The carbamate kinase-like carbamoyl phosphate synthetase of the hyperthermophilic archaeon Pyrococcus furiosus, a missing link in the evolution of carbamoyl phosphate biosynthesis

Abstract

Microbial carbamoyl phosphate synthetases (CPS) use glutamine as nitrogen donor and are composed of two subunits (or domains), one exhibiting glutaminase activity, the other able to synthesize carbamoyl phosphate (CP) from bicarbonate, ATP, and ammonia. The pseudodimeric organization of this synthetase suggested that it has evolved by duplication of a smaller kinase, possibly a carbamate kinase (CK). In contrast to other prokaryotes the hyperthermophilic archaeon Pyrococcus furiosus was found to synthesize CP by using ammonia and not glutamine.
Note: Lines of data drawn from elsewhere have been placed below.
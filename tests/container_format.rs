//! Container layout checks: header boundaries, the documented byte layout,
//! and zero-length payloads.

use secrecy::SecretString;
use sealpack::{
    decode_header, decrypt_bytes, encrypt_bytes, fingerprint, ChunkRecords, KdfParams, SealError,
    SealOptions, FINGERPRINT_LEN,
};

fn fast_opts() -> SealOptions {
    SealOptions {
        kdf_params: KdfParams {
            t_cost: 1,
            mem_kib: 1024,
            parallelism: 1,
        },
        ..Default::default()
    }
}

/// Encrypting the 3-byte message "hi!" with password "correct" yields a
/// 1+7+32 byte header followed by exactly one length-prefixed record.
#[test]
fn three_byte_message_layout() {
    let pw = SecretString::new("correct".into());
    let ct = encrypt_bytes(b"hi!", "msg.txt", pw.clone(), &fast_opts()).unwrap();

    assert_eq!(ct[0], 7, "name length byte");
    assert_eq!(&ct[1..8], b"msg.txt");
    assert_eq!(&ct[8..40], &fingerprint(&pw), "embedded fingerprint");

    let (header, offset) = decode_header(&ct).unwrap();
    assert_eq!(header.name, "msg.txt");
    assert_eq!(offset, 1 + 7 + FINGERPRINT_LEN);

    let records: Vec<_> = ChunkRecords::new(&ct, offset)
        .collect::<Result<_, _>>()
        .unwrap();
    assert_eq!(records.len(), 1);

    let declared = u32::from_le_bytes([ct[40], ct[41], ct[42], ct[43]]) as usize;
    assert_eq!(declared, records[0].len());
    assert_eq!(offset + 4 + declared, ct.len());

    let out = decrypt_bytes(&ct, pw, &fast_opts()).unwrap();
    assert_eq!(out.plaintext, b"hi!");

    let wrong = SecretString::new("wrong".into());
    assert!(matches!(
        decrypt_bytes(&ct, wrong, &fast_opts()),
        Err(SealError::Crypto)
    ));
}

#[test]
fn filename_boundary_255_accepted_256_rejected() {
    let pw = SecretString::new("pw".into());

    let name_255 = "n".repeat(255);
    let ct = encrypt_bytes(b"x", &name_255, pw.clone(), &fast_opts()).unwrap();
    let out = decrypt_bytes(&ct, pw.clone(), &fast_opts()).unwrap();
    assert_eq!(out.name, name_255);

    let name_256 = "n".repeat(256);
    assert!(matches!(
        encrypt_bytes(b"x", &name_256, pw, &fast_opts()),
        Err(SealError::FilenameTooLong(256))
    ));
}

#[test]
fn multibyte_filename_measured_in_bytes() {
    let pw = SecretString::new("pw".into());
    // 86 three-byte chars = 258 bytes, over the limit despite 86 chars
    let name = "\u{65e5}".repeat(86);
    assert!(matches!(
        encrypt_bytes(b"x", &name, pw, &fast_opts()),
        Err(SealError::FilenameTooLong(258))
    ));
}

#[test]
fn zero_length_payload_yields_header_only_container() {
    let pw = SecretString::new("pw".into());
    let ct = encrypt_bytes(b"", "empty", pw.clone(), &fast_opts()).unwrap();

    let (header, offset) = decode_header(&ct).unwrap();
    assert_eq!(header.name, "empty");
    assert_eq!(offset, ct.len(), "no chunk records");
    assert_eq!(ChunkRecords::new(&ct, offset).count(), 0);

    let out = decrypt_bytes(&ct, pw, &fast_opts()).unwrap();
    assert!(out.plaintext.is_empty());
}

#[test]
fn garbage_input_is_invalid_format() {
    let pw = SecretString::new("pw".into());
    assert!(matches!(
        decrypt_bytes(&[], pw.clone(), &fast_opts()),
        Err(SealError::InvalidFormat(_))
    ));
    // name length byte claims more than the buffer holds
    assert!(matches!(
        decrypt_bytes(&[200, 1, 2, 3], pw, &fast_opts()),
        Err(SealError::InvalidFormat(_))
    ));
}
We have purified the cognate enzyme and found it to be a dimer of two identical subunits of Mr 32,000. Its thermostability is considerable, 50% activity being retained after 1 h at 100 degrees C or 3 h at 95 degrees C. The corresponding gene was cloned by PCR and found to present about 50% amino acid identity with known CKs. The stoichiometry of the reaction (two ATP consumed per CP synthesized) and the ability of the enzyme to catalyze at high rate a bicarbonate-dependent ATPase reaction however clearly distinguish P. furiosus CPS from ordinary CKs. Thus the CPS of P. furiosus could represent a primeval step in the evolution of CPS from CK. Our results suggest that the first event in this evolution was the emergence of a primeval synthetase composed of subunits able to synthesize both carboxyphosphate and CP; this step would have preceded the duplication assumed to have generated the two subdomains of modern CPSs. The gene coding for this CK-like CPS was called cpkA.

Figure 1

Reactions catalyzed by CPS (–3), by CK (4), and chemical equilibrium of carbamate with bicarbonate and ammonia (5).

Figure 3

Nucleotides and deduced amino acid sequence of the P. furiosus CPS. Numbering begins at the first nucleotide of the sequence. The A-box motif is indicated by stars (✽), B-box motif by circle (○), and termination site by double points (:). Upstream and downstream primers used for degenerated PCR are underlined; upstream and downstream primers used for inverse PCR are overlined. Amino acid sequence determined by Edman degradation is flanked by two triangles.

Figure 4

Multiple alignment of amino acid sequences (species code and GenBank accession numbers in parentheses) of the CPS from P. furiosus (Pyrfu; Y09829) and CK from Pseudomonas aeruginosa (Pseae; X14693), Clostridium perfringens (Clope; X97768), Halobacterium salinarium (Halsa; X80931), Synechocystis sp (Synec; D90917), and Hemophilus influenzae (Hemin; U32741). Identical residues are marked with asterisks, and conservative substitutions are marked with points. Amino acid sequence determined by Edman degradation is flanked by two triangles.

Figure 2

Stoichiometry of ATP consumption and CP production in the reaction catalyzed by purified P. furiosus CPS (A) and S. faecalis CK (B).

Figure 5

Scheme illustrating the hypothesis presented in this paper for the evolution of the modern CPS synthetase subunit from a dimeric CK (K). The nitrogen donor (NH₃) is not represented nor the glutaminase subunit which, in a later step, is assumed to have combined with the synthetase subunit, conferring upon the enzyme the ability to use glutamine as nitrogen donor. During the transition between steps II and III, fusion (or recombination) joining the primeval synthetase gene (K′) may have preceded divergent evolution of the two copies of the primeval synthetase gene (K′) toward subdomains CPS.A and CPS.B.